Task details: Copy each line of the entries below that contains the string "after".

Data for the task:

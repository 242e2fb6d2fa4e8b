//! Event store: bounded in-memory log with JSON snapshots on disk.
//!
//! Every flush writes the whole buffer to `events_<YYYYMMDD_HHMMSS>.json` in
//! the storage directory. On startup only the most recent snapshot is loaded.

use std::path::{Path, PathBuf};
use std::sync::Arc;
use std::time::Duration;

use chrono::{DateTime, Utc};
use serde::{Deserialize, Serialize};
use tokio::sync::{Mutex, RwLock};
use tokio_util::sync::CancellationToken;
use tokio_util::task::TaskTracker;
use tracing::{debug, info, warn};

use crate::event::{Event, EventType};
use crate::event_bus::EventHandler;
use crate::{ConduitError, Result};

const SNAPSHOT_PREFIX: &str = "events_";
const SNAPSHOT_SUFFIX: &str = ".json";

/// Event store configuration
#[derive(Debug, Clone, PartialEq, Serialize, Deserialize)]
pub struct EventStoreConfig {
    /// When false the store is memory-only: nothing is loaded or flushed
    pub enabled: bool,

    pub storage_dir: PathBuf,

    /// Buffer bound; the oldest events are trimmed past it
    pub max_events: usize,

    /// Auto-flush period; `None` flushes only on demand and at shutdown
    pub flush_interval: Option<Duration>,

    /// Snapshot files kept after a flush (0 keeps all)
    pub retain_snapshots: usize,
}

impl Default for EventStoreConfig {
    fn default() -> Self {
        Self {
            enabled: true,
            storage_dir: PathBuf::from("./data/events"),
            max_events: 10_000,
            flush_interval: Some(Duration::from_secs(30)),
            retain_snapshots: 5,
        }
    }
}

impl EventStoreConfig {
    /// Memory-only store
    pub fn disabled() -> Self {
        Self {
            enabled: false,
            ..Self::default()
        }
    }

    pub fn with_storage_dir(mut self, dir: impl Into<PathBuf>) -> Self {
        self.storage_dir = dir.into();
        self
    }

    pub fn with_max_events(mut self, max_events: usize) -> Self {
        self.max_events = max_events.max(1);
        self
    }

    pub fn with_flush_interval(mut self, interval: Option<Duration>) -> Self {
        self.flush_interval = interval;
        self
    }

    pub fn with_retain_snapshots(mut self, retain: usize) -> Self {
        self.retain_snapshots = retain;
        self
    }
}

/// An event as kept by the store.
///
/// `sequence` is dense from 1 over the current buffer and is renumbered when
/// old events are trimmed.
#[derive(Debug, Clone, PartialEq, Serialize, Deserialize)]
pub struct StoredEvent {
    pub event: Event,
    pub stored_at: DateTime<Utc>,
    pub sequence: u64,
}

#[derive(Debug, Clone, PartialEq, Serialize, Deserialize)]
pub struct StoreStats {
    pub count: usize,
    pub max_events: usize,
    pub oldest: Option<DateTime<Utc>>,
    pub newest: Option<DateTime<Utc>>,
    pub last_flush: Option<DateTime<Utc>>,
    /// `None` for a memory-only store
    pub snapshot_dir: Option<PathBuf>,
}

struct StoreInner {
    config: EventStoreConfig,
    events: RwLock<Vec<StoredEvent>>,
    last_flush: Mutex<Option<DateTime<Utc>>>,
}

/// Bounded event log with snapshot persistence
pub struct EventStore {
    inner: Arc<StoreInner>,
    stop: CancellationToken,
    tracker: TaskTracker,
}

impl EventStore {
    /// Open a store, loading the latest snapshot and starting auto-flush when enabled
    pub async fn new(config: EventStoreConfig) -> Result<Self> {
        let mut events = Vec::new();
        if config.enabled {
            tokio::fs::create_dir_all(&config.storage_dir).await?;
            events = load_latest(&config.storage_dir).await?;
            trim(&mut events, config.max_events);
            info!(
                target: "event_store",
                dir = %config.storage_dir.display(),
                loaded = events.len(),
                "Event store opened"
            );
        } else {
            debug!(target: "event_store", "Event store running memory-only");
        }

        let store = Self {
            inner: Arc::new(StoreInner {
                config,
                events: RwLock::new(events),
                last_flush: Mutex::new(None),
            }),
            stop: CancellationToken::new(),
            tracker: TaskTracker::new(),
        };
        store.spawn_auto_flush();
        Ok(store)
    }

    pub fn config(&self) -> &EventStoreConfig {
        &self.inner.config
    }

    /// Append an event, trimming the oldest past `max_events`
    pub async fn store(&self, event: Event) {
        let mut events = self.inner.events.write().await;
        let sequence = events.len() as u64 + 1;
        events.push(StoredEvent {
            event,
            stored_at: Utc::now(),
            sequence,
        });
        if events.len() > self.inner.config.max_events {
            let dropped = events.len() - self.inner.config.max_events;
            trim(&mut events, self.inner.config.max_events);
            debug!(target: "event_store", dropped, "Trimmed oldest events");
        }
    }

    pub async fn get(&self, event_id: &str) -> Option<StoredEvent> {
        self.inner
            .events
            .read()
            .await
            .iter()
            .find(|s| s.event.id == event_id)
            .cloned()
    }

    pub async fn get_by_type(&self, event_type: EventType) -> Vec<StoredEvent> {
        self.inner
            .events
            .read()
            .await
            .iter()
            .filter(|s| s.event.event_type == event_type)
            .cloned()
            .collect()
    }

    /// Events whose timestamp falls in `[start, end]`
    pub async fn get_by_time_range(
        &self,
        start: DateTime<Utc>,
        end: DateTime<Utc>,
    ) -> Vec<StoredEvent> {
        self.inner
            .events
            .read()
            .await
            .iter()
            .filter(|s| s.event.timestamp >= start && s.event.timestamp <= end)
            .cloned()
            .collect()
    }

    /// Up to `n` most recent events, oldest first
    pub async fn get_recent(&self, n: usize) -> Vec<StoredEvent> {
        let events = self.inner.events.read().await;
        let skip = events.len().saturating_sub(n);
        events[skip..].to_vec()
    }

    pub async fn count(&self) -> usize {
        self.inner.events.read().await.len()
    }

    pub async fn clear(&self) -> usize {
        let mut events = self.inner.events.write().await;
        let n = events.len();
        events.clear();
        n
    }

    /// Feed every stored event to `handler` in stored order.
    ///
    /// Stops at the first handler error, or with [`ConduitError::Cancelled`]
    /// when `cancel` fires between events. Returns the number replayed.
    pub async fn replay(
        &self,
        cancel: &CancellationToken,
        handler: &dyn EventHandler,
    ) -> Result<usize> {
        let snapshot = self.inner.events.read().await.clone();
        replay_events(snapshot, cancel, handler).await
    }

    /// Like [`replay`](Self::replay), limited to events timestamped at or after `since`
    pub async fn replay_since(
        &self,
        cancel: &CancellationToken,
        since: DateTime<Utc>,
        handler: &dyn EventHandler,
    ) -> Result<usize> {
        let snapshot: Vec<StoredEvent> = self
            .inner
            .events
            .read()
            .await
            .iter()
            .filter(|s| s.event.timestamp >= since)
            .cloned()
            .collect();
        replay_events(snapshot, cancel, handler).await
    }

    /// Write the buffer to a new snapshot file; `None` for a memory-only store
    pub async fn flush(&self) -> Result<Option<PathBuf>> {
        self.inner.flush().await
    }

    pub async fn stats(&self) -> StoreStats {
        let (count, oldest, newest) = {
            let events = self.inner.events.read().await;
            (
                events.len(),
                events.first().map(|s| s.event.timestamp),
                events.last().map(|s| s.event.timestamp),
            )
        };
        StoreStats {
            count,
            max_events: self.inner.config.max_events,
            oldest,
            newest,
            last_flush: *self.inner.last_flush.lock().await,
            snapshot_dir: self
                .inner
                .config
                .enabled
                .then(|| self.inner.config.storage_dir.clone()),
        }
    }

    /// Stop auto-flush and write a final snapshot
    pub async fn shutdown(&self, timeout: Duration) -> Result<()> {
        self.stop.cancel();
        self.tracker.close();

        let inner = Arc::clone(&self.inner);
        let tracker = self.tracker.clone();
        let drain = async move {
            tracker.wait().await;
            inner.flush().await
        };
        match tokio::time::timeout(timeout, drain).await {
            Ok(res) => {
                res?;
                info!(target: "event_store", "Event store stopped");
                Ok(())
            }
            Err(_) => Err(ConduitError::ShutdownTimeout {
                component: "event_store",
                timeout,
            }),
        }
    }

    fn spawn_auto_flush(&self) {
        let Some(period) = self.inner.config.flush_interval else {
            return;
        };
        if !self.inner.config.enabled || period.is_zero() {
            return;
        }
        let inner = Arc::clone(&self.inner);
        let stop = self.stop.clone();
        self.tracker.spawn(async move {
            let mut ticker = tokio::time::interval(period);
            ticker.set_missed_tick_behavior(tokio::time::MissedTickBehavior::Delay);
            ticker.tick().await;
            loop {
                tokio::select! {
                    _ = stop.cancelled() => break,
                    _ = ticker.tick() => {
                        if let Err(e) = inner.flush().await {
                            warn!(target: "event_store", error = %e, "Auto-flush failed");
                        }
                    }
                }
            }
        });
    }
}

impl StoreInner {
    #[tracing::instrument(skip(self), fields(dir = %self.config.storage_dir.display()))]
    async fn flush(&self) -> Result<Option<PathBuf>> {
        if !self.config.enabled {
            return Ok(None);
        }
        let snapshot = self.events.read().await.clone();
        let now = Utc::now();
        let path = self.config.storage_dir.join(snapshot_name(now));
        let tmp = path.with_extension("json.tmp");

        let bytes = serde_json::to_vec_pretty(&snapshot)?;
        tokio::fs::create_dir_all(&self.config.storage_dir).await?;
        tokio::fs::write(&tmp, bytes).await?;
        tokio::fs::rename(&tmp, &path).await?;
        *self.last_flush.lock().await = Some(now);

        debug!(target: "event_store", path = %path.display(), events = snapshot.len(), "Snapshot written");
        if self.config.retain_snapshots > 0 {
            prune_snapshots(&self.config.storage_dir, self.config.retain_snapshots).await?;
        }
        Ok(Some(path))
    }
}

async fn replay_events(
    events: Vec<StoredEvent>,
    cancel: &CancellationToken,
    handler: &dyn EventHandler,
) -> Result<usize> {
    let mut replayed = 0;
    for stored in events {
        if cancel.is_cancelled() {
            debug!(target: "event_store", replayed, "Replay cancelled");
            return Err(ConduitError::Cancelled);
        }
        handler.handle(Arc::new(stored.event)).await?;
        replayed += 1;
    }
    Ok(replayed)
}

fn trim(events: &mut Vec<StoredEvent>, max_events: usize) {
    if events.len() > max_events {
        let excess = events.len() - max_events;
        events.drain(..excess);
    }
    for (i, stored) in events.iter_mut().enumerate() {
        stored.sequence = i as u64 + 1;
    }
}

fn snapshot_name(at: DateTime<Utc>) -> String {
    format!(
        "{SNAPSHOT_PREFIX}{}{SNAPSHOT_SUFFIX}",
        at.format("%Y%m%d_%H%M%S")
    )
}

fn is_snapshot(name: &str) -> bool {
    name.starts_with(SNAPSHOT_PREFIX) && name.ends_with(SNAPSHOT_SUFFIX)
}

/// Snapshot files in `dir`, oldest first
async fn list_snapshots(dir: &Path) -> Result<Vec<PathBuf>> {
    let mut files = Vec::new();
    let mut entries = tokio::fs::read_dir(dir).await?;
    while let Some(entry) = entries.next_entry().await? {
        let name = entry.file_name();
        if name.to_str().is_some_and(is_snapshot) {
            files.push(entry.path());
        }
    }
    // The timestamp format sorts lexicographically
    files.sort();
    Ok(files)
}

async fn load_latest(dir: &Path) -> Result<Vec<StoredEvent>> {
    let Some(latest) = list_snapshots(dir).await?.pop() else {
        return Ok(Vec::new());
    };
    let bytes = tokio::fs::read(&latest).await?;
    match serde_json::from_slice::<Vec<StoredEvent>>(&bytes) {
        Ok(events) => {
            debug!(target: "event_store", path = %latest.display(), events = events.len(), "Snapshot loaded");
            Ok(events)
        }
        Err(e) => {
            warn!(target: "event_store", path = %latest.display(), error = %e, "Unreadable snapshot, starting empty");
            Ok(Vec::new())
        }
    }
}

async fn prune_snapshots(dir: &Path, retain: usize) -> Result<()> {
    let files = list_snapshots(dir).await?;
    if files.len() <= retain {
        return Ok(());
    }
    let excess = files.len() - retain;
    for old in &files[..excess] {
        match tokio::fs::remove_file(old).await {
            Ok(()) => debug!(target: "event_store", path = %old.display(), "Old snapshot removed"),
            Err(e) => {
                warn!(target: "event_store", path = %old.display(), error = %e, "Failed to remove old snapshot")
            }
        }
    }
    Ok(())
}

Solved exercise:
    /// Snapshot files kept after a flush (0 keeps all)
    /// Like [`replay`](Self::replay), limited to events timestamped at or after `since`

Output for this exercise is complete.